_Problem description_
Read each of the lines below and tally those with "entries"; the tally is the whole answer.

_Materials provided_
//! Affine expressions in coefficient-block form.
//!
//! An affine expression is `sum_v B_v * x_v + c`, where `x_v` is the flat
//! slice of variable `v` and `B_v` is a sparse block of shape
//! `(expression size x variable width)`. The expression is vectorized
//! column-major, so a `(m, n)` expression has `m * n` block rows.

use std::collections::BTreeMap;

use nalgebra::{DMatrix, DVector};
use nalgebra_sparse::CscMatrix;

use super::shape::Shape;
use super::variable::{VarKind, Variable};
use crate::error::{CanonError, Result};
use crate::model::VariableTable;
use crate::sparse::{
    csc_add, csc_from_triplets, csc_neg, csc_repeat_rows, csc_scale, dense_sparse_matmul,
};

/// An affine expression: `sum_v B_v * x_v + c`.
#[derive(Debug, Clone, PartialEq)]
pub struct AffineExpr {
    /// Coefficient block per variable name.
    pub coeffs: BTreeMap<String, CscMatrix<f64>>,
    /// Constant term; `None` means zero.
    pub constant: Option<DMatrix<f64>>,
    /// Output shape of this expression.
    pub shape: Shape,
}

impl AffineExpr {
    /// Create a zero expression with the given shape.
    pub fn zeros(shape: impl Into<Shape>) -> Self {
        AffineExpr {
            coeffs: BTreeMap::new(),
            constant: None,
            shape: shape.into(),
        }
    }

    /// Create a constant expression.
    pub fn constant(value: DMatrix<f64>) -> Self {
        let shape = Shape::matrix(value.nrows(), value.ncols());
        AffineExpr {
            coeffs: BTreeMap::new(),
            constant: Some(value),
            shape,
        }
    }

    /// Create a constant column vector.
    pub fn constant_vec(values: Vec<f64>) -> Self {
        let n = values.len();
        Self::constant(DMatrix::from_vec(n, 1, values))
    }

    /// Create a scalar constant.
    pub fn scalar(value: f64) -> Self {
        Self::constant(DMatrix::from_element(1, 1, value))
    }

    /// The expression equal to a declared variable.
    ///
    /// Symmetric variables expand their packed slots into all `n^2` entries.
    pub fn variable(var: &Variable) -> Self {
        let shape = var.shape();
        let block = match var.kind() {
            VarKind::Symmetric => {
                let n = shape.rows();
                let triplets = (0..n).flat_map(move |j| {
                    (0..n).map(move |i| (shape.flat_index(i, j), var.slot(i, j), 1.0))
                });
                csc_from_triplets(shape.size(), var.width(), triplets)
            }
            _ => CscMatrix::identity(shape.size()),
        };
        let mut coeffs = BTreeMap::new();
        coeffs.insert(var.name().to_string(), block);
        AffineExpr {
            coeffs,
            constant: None,
            shape,
        }
    }

    /// Scalar expression for one element of a variable.
    pub fn element(var: &Variable, i: usize, j: usize) -> Result<Self> {
        AffineExpr::variable(var).entry(i, j)
    }

    /// Constant term as a dense matrix (zeros if absent).
    pub fn constant_value(&self) -> DMatrix<f64> {
        self.constant
            .clone()
            .unwrap_or_else(|| DMatrix::zeros(self.shape.rows(), self.shape.cols()))
    }

    /// Check if this is a constant (no variables).
    pub fn is_constant(&self) -> bool {
        self.coeffs.is_empty()
    }

    /// Get the output size (flattened).
    pub fn size(&self) -> usize {
        self.shape.size()
    }

    /// Names of the variables this expression references, sorted.
    pub fn variables(&self) -> impl Iterator<Item = &str> {
        self.coeffs.keys().map(String::as_str)
    }

    /// Add a coefficient block for a variable, summing with any existing one.
    pub fn with_term(mut self, name: impl Into<String>, block: CscMatrix<f64>) -> Result<Self> {
        if block.nrows() != self.size() {
            return Err(CanonError::shape(
                format!("{} block rows", self.size()),
                block.nrows().to_string(),
            ));
        }
        let name = name.into();
        let merged = match self.coeffs.get(&name) {
            Some(existing) => csc_add(existing, &block),
            None => block,
        };
        self.coeffs.insert(name, merged);
        Ok(self)
    }

    /// Replace the constant term.
    pub fn with_constant(mut self, constant: DMatrix<f64>) -> Result<Self> {
        if constant.nrows() != self.shape.rows() || constant.ncols() != self.shape.cols() {
            return Err(CanonError::shape(
                self.shape.to_string(),
                format!("({}, {})", constant.nrows(), constant.ncols()),
            ));
        }
        self.constant = Some(constant);
        Ok(self)
    }

    /// Broadcast a scalar expression to `shape`; other shapes must match exactly.
    pub fn broadcast_to(&self, shape: Shape) -> Result<AffineExpr> {
        if self.shape == shape {
            return Ok(self.clone());
        }
        if !self.shape.is_scalar() {
            return Err(CanonError::shape(shape.to_string(), self.shape.to_string()));
        }
        let size = shape.size();
        let coeffs = self
            .coeffs
            .iter()
            .map(|(k, v)| (k.clone(), csc_repeat_rows(v, size)))
            .collect();
        let constant = self
            .constant
            .as_ref()
            .map(|c| DMatrix::from_element(shape.rows(), shape.cols(), c[(0, 0)]));
        Ok(AffineExpr {
            coeffs,
            constant,
            shape,
        })
    }

    /// Add two affine expressions. A scalar operand broadcasts.
    pub fn add(&self, other: &AffineExpr) -> Result<AffineExpr> {
        let shape = if self.shape == other.shape || other.shape.is_scalar() {
            self.shape
        } else if self.shape.is_scalar() {
            other.shape
        } else {
            return Err(CanonError::shape(self.shape.to_string(), other.shape.to_string()));
        };
        let lhs = self.broadcast_to(shape)?;
        let rhs = other.broadcast_to(shape)?;

        let mut coeffs = lhs.coeffs;
        for (name, coeff) in rhs.coeffs {
            coeffs
                .entry(name)
                .and_modify(|c| *c = csc_add(c, &coeff))
                .or_insert(coeff);
        }
        let constant = match (lhs.constant, rhs.constant) {
            (Some(a), Some(b)) => Some(a + b),
            (a, None) => a,
            (None, b) => b,
        };
        Ok(AffineExpr {
            coeffs,
            constant,
            shape,
        })
    }

    /// Subtract two affine expressions.
    pub fn sub(&self, other: &AffineExpr) -> Result<AffineExpr> {
        self.add(&other.neg())
    }

    /// Negate an affine expression.
    pub fn neg(&self) -> AffineExpr {
        AffineExpr {
            coeffs: self
                .coeffs
                .iter()
                .map(|(k, v)| (k.clone(), csc_neg(v)))
                .collect(),
            constant: self.constant.as_ref().map(|c| -c),
            shape: self.shape,
        }
    }

    /// Scale by a scalar.
    pub fn scale(&self, scalar: f64) -> AffineExpr {
        AffineExpr {
            coeffs: self
                .coeffs
                .iter()
                .map(|(k, v)| (k.clone(), csc_scale(v, scalar)))
                .collect(),
            constant: self.constant.as_ref().map(|c| c * scalar),
            shape: self.shape,
        }
    }

    /// Apply a linear map to the vectorized expression: `L * vec(self)`.
    ///
    /// `l` must have `self.size()` columns and `shape.size()` rows.
    pub fn linear_map(&self, l: &DMatrix<f64>, shape: Shape) -> Result<AffineExpr> {
        if l.ncols() != self.size() || l.nrows() != shape.size() {
            return Err(CanonError::shape(
                format!("({}, {})", shape.size(), self.size()),
                format!("({}, {})", l.nrows(), l.ncols()),
            ));
        }
        let coeffs = self
            .coeffs
            .iter()
            .map(|(k, v)| (k.clone(), dense_sparse_matmul(l, v)))
            .collect();
        let constant = self.constant.as_ref().map(|c| {
            let flat = DVector::from_column_slice(c.as_slice());
            let mapped = l * flat;
            DMatrix::from_column_slice(shape.rows(), shape.cols(), mapped.as_slice())
        });
        Ok(AffineExpr {
            coeffs,
            constant,
            shape,
        })
    }

    /// Left matrix product `A * self`.
    pub fn matmul_left(&self, a: &DMatrix<f64>) -> Result<AffineExpr> {
        if a.ncols() != self.shape.rows() {
            return Err(CanonError::shape(
                format!("{} columns", self.shape.rows()),
                a.ncols().to_string(),
            ));
        }
        // vec(A E) = (I_n kron A) vec(E)
        let n = self.shape.cols();
        let l = DMatrix::<f64>::identity(n, n).kronecker(a);
        self.linear_map(&l, Shape::matrix(a.nrows(), n))
    }

    /// Sum of all entries.
    pub fn sum(&self) -> AffineExpr {
        let ones = DMatrix::from_element(1, self.size(), 1.0);
        self.linear_map(&ones, Shape::scalar())
            .unwrap_or_else(|_| AffineExpr::zeros(Shape::scalar()))
    }

    /// Scalar expression for entry `(i, j)`.
    pub fn entry(&self, i: usize, j: usize) -> Result<AffineExpr> {
        if i >= self.shape.rows() || j >= self.shape.cols() {
            return Err(CanonError::shape(
                format!("index within {}", self.shape),
                format!("({}, {})", i, j),
            ));
        }
        let mut selector = DMatrix::zeros(1, self.size());
        selector[(0, self.shape.flat_index(i, j))] = 1.0;
        self.linear_map(&selector, Shape::scalar())
    }

    /// Inner product with a constant of the same shape (Frobenius for matrices).
    pub fn inner(&self, m: &DMatrix<f64>) -> Result<AffineExpr> {
        if m.nrows() != self.shape.rows() || m.ncols() != self.shape.cols() {
            return Err(CanonError::shape(
                self.shape.to_string(),
                format!("({}, {})", m.nrows(), m.ncols()),
            ));
        }
        let row = DMatrix::from_row_slice(1, m.len(), m.as_slice());
        self.linear_map(&row, Shape::scalar())
    }

    /// Dot product of a vector expression with constant weights.
    pub fn dot(&self, weights: &[f64]) -> Result<AffineExpr> {
        self.inner(&DMatrix::from_column_slice(weights.len(), 1, weights))
    }

    /// Scalar expression times a constant matrix.
    pub fn times_matrix(&self, m: &DMatrix<f64>) -> Result<AffineExpr> {
        if !self.shape.is_scalar() {
            return Err(CanonError::shape("(1, 1)", self.shape.to_string()));
        }
        let column = DMatrix::from_column_slice(m.len(), 1, m.as_slice());
        self.linear_map(&column, Shape::matrix(m.nrows(), m.ncols()))
    }

    /// Stack column-vector expressions vertically.
    ///
    /// Each part's block rows are shifted by the rows stacked before it.
    pub fn vstack(parts: &[&AffineExpr]) -> Result<AffineExpr> {
        if let Some(bad) = parts.iter().find(|p| p.shape.cols() != 1) {
            return Err(CanonError::shape("column vector", bad.shape.to_string()));
        }
        let total: usize = parts.iter().map(|p| p.size()).sum();
        let mut blocks: BTreeMap<String, (usize, Vec<(usize, usize, f64)>)> = BTreeMap::new();
        let mut constant: Option<DMatrix<f64>> = None;
        let mut offset = 0;
        for part in parts {
            for (name, block) in &part.coeffs {
                let (width, triplets) = blocks
                    .entry(name.clone())
                    .or_insert_with(|| (block.ncols(), Vec::new()));
                if *width != block.ncols() {
                    return Err(CanonError::shape(
                        format!("width {} for {}", width, name),
                        block.ncols().to_string(),
                    ));
                }
                triplets.extend(block.triplet_iter().map(|(r, c, v)| (offset + r, c, *v)));
            }
            if let Some(c) = &part.constant {
                let stacked = constant.get_or_insert_with(|| DMatrix::zeros(total, 1));
                for (k, v) in c.iter().enumerate() {
                    stacked[(offset + k, 0)] = *v;
                }
            }
            offset += part.size();
        }
        let coeffs = blocks
            .into_iter()
            .map(|(name, (width, triplets))| (name, csc_from_triplets(total, width, triplets)))
            .collect();
        Ok(AffineExpr {
            coeffs,
            constant,
            shape: Shape::vector(total),
        })
    }

    /// Evaluate at a flat assignment of the variable table.
    pub fn evaluate(&self, table: &VariableTable, x: &[f64]) -> Result<DMatrix<f64>> {
        let mut flat = DVector::from_column_slice(self.constant_value().as_slice());
        for (name, block) in &self.coeffs {
            let var = table.require(name)?;
            let slice = &x[var.start()..var.end()];
            for (r, c, v) in block.triplet_iter() {
                flat[r] += *v * slice[c];
            }
        }
        Ok(DMatrix::from_column_slice(
            self.shape.rows(),
            self.shape.cols(),
            flat.as_slice(),
        ))
    }
}

impl From<f64> for AffineExpr {
    fn from(value: f64) -> Self {
        AffineExpr::scalar(value)
    }
}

_Response box_
2